Keyword-symbol integration

Aargh, Already May? Unbelievable. Final stretch turned out to be a long marathon.

If you monitor github repo https://github.com/shirok/Gauche you know it's actively developed, though most changes are minor fixes. I cleared the items on the table I listed last time for 0.9.4 release, but I realized I left out one major item: Keywords.

Gauche has a keyword type, disjoint from other types. I think I inherited it from STk. I also speak Common Lisp and having :keyword is so natural that I tend to forget that treating keywords specially actually conflicts RnRS spec. In RnRS, they must be symbols.

In fact, it became an issue when we adopted srfi:42, in which symbols beginning with : is used. Alex Shinn employed a clever trick during macro expansion to work around the issue.

Now, with more R7RS libraries coming out, I expect this design would be a bigger obstacle.

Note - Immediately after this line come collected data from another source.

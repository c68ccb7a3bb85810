// crates/pack-layout/src/constraints.rs
use crate::{LayoutError, LayoutResult};
use glam::Vec2;
use pack_core::Edges;

/// DPI every style length is authored against.
pub const DEFAULT_DPI: f32 = 96.0;

/// Space and pixel density a layout pass runs against. A zero width or
/// height asks for the minimum size on that axis.
#[derive(Debug, Clone, Copy, PartialEq)]
pub struct Viewport {
    pub width: f32,
    pub height: f32,
    pub dpi: f32,
    pub baseline_dpi: f32,
}

impl Default for Viewport {
    fn default() -> Self {
        Self {
            width: 0.0,
            height: 0.0,
            dpi: DEFAULT_DPI,
            baseline_dpi: DEFAULT_DPI,
        }
    }
}

impl Viewport {
    pub fn new(width: f32, height: f32) -> Self {
        Self {
            width,
            height,
            ..Default::default()
        }
    }

    /// Zero-sized viewport: lay everything out at its minimum size.
    pub fn minimum() -> Self {
        Self::default()
    }

    pub fn with_dpi(mut self, dpi: f32) -> Self {
        self.dpi = dpi;
        self
    }

    pub fn with_baseline_dpi(mut self, baseline_dpi: f32) -> Self {
        self.baseline_dpi = baseline_dpi;
        self
    }

    pub fn size(&self) -> Vec2 {
        Vec2::new(self.width, self.height)
    }

    /// Convert an authored length to device pixels, truncating toward zero.
    pub fn scale(&self, value: f32) -> f32 {
        (value * self.dpi / self.baseline_dpi).trunc()
    }

    pub fn scale_edges(&self, edges: Edges) -> Edges {
        edges.map(|value| self.scale(value))
    }

    pub fn validate(&self) -> LayoutResult<()> {
        for (name, value) in [("width", self.width), ("height", self.height)] {
            if !value.is_finite() || value < 0.0 {
                return Err(LayoutError::InvalidViewport(format!(
                    "{} must be a non-negative number, got {}",
                    name, value
                )));
            }
        }
        for (name, value) in [("dpi", self.dpi), ("baseline_dpi", self.baseline_dpi)] {
            if !value.is_finite() || value <= 0.0 {
                return Err(LayoutError::InvalidViewport(format!(
                    "{} must be positive, got {}",
                    name, value
                )));
            }
        }
        Ok(())
    }
}
// crates/pack-layout/src/flexbox.rs
use glam::Vec2;
use pack_core::{Alignment, Edges};

/// Main-axis component of `v`.
pub fn main_axis(v: Vec2, is_row: bool) -> f32 {
    if is_row {
        v.x
    } else {
        v.y
    }
}

pub fn cross_axis(v: Vec2, is_row: bool) -> f32 {
    if is_row {
        v.y
    } else {
        v.x
    }
}

/// Build a vector from main/cross components.
pub fn from_axes(main: f32, cross: f32, is_row: bool) -> Vec2 {
    if is_row {
        Vec2::new(main, cross)
    } else {
        Vec2::new(cross, main)
    }
}

/// Leading and trailing padding along the main axis.
pub fn main_padding(padding: &Edges, is_row: bool) -> (f32, f32) {
    if is_row {
        (padding.left, padding.right)
    } else {
        (padding.top, padding.bottom)
    }
}

pub fn cross_padding(padding: &Edges, is_row: bool) -> (f32, f32) {
    if is_row {
        (padding.top, padding.bottom)
    } else {
        (padding.left, padding.right)
    }
}

/// A visible child as seen by its parent's main axis.
#[derive(Debug, Clone, Copy, PartialEq)]
pub struct FlexItem {
    /// Minimum content size along the main axis
    pub min_main: f32,
    /// Leading plus trailing padding along the main axis
    pub padding_main: f32,
    pub flex: f32,
}

impl FlexItem {
    pub fn min_total(&self) -> f32 {
        self.min_main + self.padding_main
    }
}

/// Main-axis content size offered to each item: its minimum, plus a share of
/// the slack proportional to its flex weight.
pub fn distribute_slack(offered_main: f32, items: &[FlexItem]) -> Vec<f32> {
    let used: f32 = items.iter().map(FlexItem::min_total).sum();
    let total_flex: f32 = items.iter().map(|item| item.flex).filter(|flex| *flex > 0.0).sum();
    let slack = (offered_main - used).max(0.0);

    items
        .iter()
        .map(|item| {
            if item.flex > 0.0 && total_flex > 0.0 {
                item.min_main + slack * item.flex / total_flex
            } else {
                item.min_main
            }
        })
        .collect()
}

/// Offset of a child box of size `child_total` inside `container_cross` of
/// cross-axis space. Keywords naming the main axis mean start.
pub fn compute_cross_axis_position(
    child_total: f32,
    container_cross: f32,
    alignment: Option<Alignment>,
    is_row: bool,
) -> f32 {
    let free = (container_cross - child_total).max(0.0);
    match (alignment, is_row) {
        (Some(Alignment::Center), _) => free / 2.0,
        (Some(Alignment::Bottom), true) | (Some(Alignment::Right), false) => free,
        _ => 0.0,
    }
}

Some implementations that have keywords avoid this conflict by adopting a syntax different from symbols, e.g. #:keyword. In fact, my original plan was to make the keyword syntax customizable, :keyword, #:keyword or even keyword: (DSSSL style; anybody remember?). That's why we don't have the colon in keyword's name slot. However, mixing these syntax is just confusing, and I strongly prefer :keyword anyway. #:keyword has a merit of not conflicting with symbols, but they are visually too intrusive, and it has been used as uninterned symbols in CL and Gauche.

Technically we don't need to make keywords separate from symbols; indeed, in CL, keywords are just symbols in the keyword package. We can just do the same:

  • We can make <keyword> a subtype of <symbol>. Identifiers beginning with ':' are read as an instance of <keyword>, but they're also symbols. So keyword? still works, but keywords also return #t for symbol?.
  • We can have gauche.keyword module, that acts as if it has constant bindings of every possible keywords, bound to itself. In reality, we create such bindings on the fly as keywords are read.
  • Then the gauche module can inherit gauche.keyword, so that existing usage of Gauche keywords will be preserved. They are symbols, but evaluate to themselves. It also allows programmers to rebind keywords (locally or at the toplevel of their modules) but the effect stays local, and those who conduct such an act should know what they are doing.
  • The r7rs module does not inherit gauche.keyword, hence symbols starting with : are just ordinary symbols. All portable R7RS code should run.
  • If one wish to use Gauche features and import gauche.core, the bindings of those keywords come with it, so you can call Gauche procedures with keyword arguments just like you're using Gauche.

This looks reasonable to me. There are a couple of catches, but I think they are minor and easily worked around:

  • If you import some of Gauche's procedures into R7RS code by (import (only (gauche core) foo ...)), keywords are not imported, so you should call it something like (foo ':bar b ...) i.e. quoting keywords.
  • If you import both an R7RS library that exports bindings of symbols that begins with : and gauche.core into R7RS code, whichever comes later would shadow the former. Generally you need to import gauche.core first.

However, this change needs to break the backward compatibility of certain cases, and it turned out it's a bit complicated. I'll describe it later.